Please indicate the number of lines in the listing below that include the string "GameFinished"; add nothing else.

### MATERIAL FOR THE TASK ###

use chrono::{DateTime, Utc};
use serde::{Deserialize, Serialize};
use std::fmt;

use crate::core::{GameId, RankingId};

/// Key under which handlers subscribe on the [`EventBus`](super::EventBus).
#[derive(Debug, Clone, Copy, PartialEq, Eq, Hash, Serialize, Deserialize)]
pub enum EventKind {
    GameCreated,
    GameFinished,
    GameDeleted,
    RankingDeleted,
}

impl EventKind {
    pub fn name(&self) -> &'static str {
        match self {
            EventKind::GameCreated => "game.created",
            EventKind::GameFinished => "game.finished",
            EventKind::GameDeleted => "game.deleted",
            EventKind::RankingDeleted => "ranking.deleted",
        }
    }
}

impl fmt::Display for EventKind {
    fn fmt(&self, f: &mut fmt::Formatter<'_>) -> fmt::Result {
        f.write_str(self.name())
    }
}

/// Events published by the game lifecycle
///
/// Events represent facts about things that have already happened.
/// Producers publish them on the bus without knowing who consumes them.
#[derive(Debug, Clone, PartialEq, Serialize, Deserialize)]
pub enum DomainEvent {
    /// A new game has been recorded
    GameCreated {
        game_id: GameId,
        creator_id: Option<String>,
        ranking_ids: Vec<RankingId>,
        date: DateTime<Utc>,
    },

    /// A game has been marked as finished
    GameFinished {
        game_id: GameId,
        ranking_ids: Vec<RankingId>,
        date: DateTime<Utc>,
    },

    /// A game has been deleted. The roster is captured on the event
    /// because the game record no longer exists when handlers run.
    GameDeleted {
        game_id: GameId,
        ranking_ids: Vec<RankingId>,
        player_ids: Vec<String>,
        date: DateTime<Utc>,
    },

    /// A player removed themselves from a game
    RankingDeleted {
        ranking_id: RankingId,
        game_id: GameId,
        player_id: String,
        other_player_ids: Vec<String>,
        date: DateTime<Utc>,
    },
}

impl DomainEvent {
    pub fn kind(&self) -> EventKind {
        match self {
            DomainEvent::GameCreated { .. } => EventKind::GameCreated,
            DomainEvent::GameFinished { .. } => EventKind::GameFinished,
            DomainEvent::GameDeleted { .. } => EventKind::GameDeleted,
            DomainEvent::RankingDeleted { .. } => EventKind::RankingDeleted,
        }
    }

    pub fn name(&self) -> &'static str {
        self.kind().name()
    }

    /// The game this event is about
    pub fn game_id(&self) -> GameId {
        match self {
            DomainEvent::GameCreated { game_id, .. } => *game_id,
            DomainEvent::GameFinished { game_id, .. } => *game_id,
            DomainEvent::GameDeleted { game_id, .. } => *game_id,
            DomainEvent::RankingDeleted { game_id, .. } => *game_id,
        }
    }
}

###

▶ **THE ANSWER**
5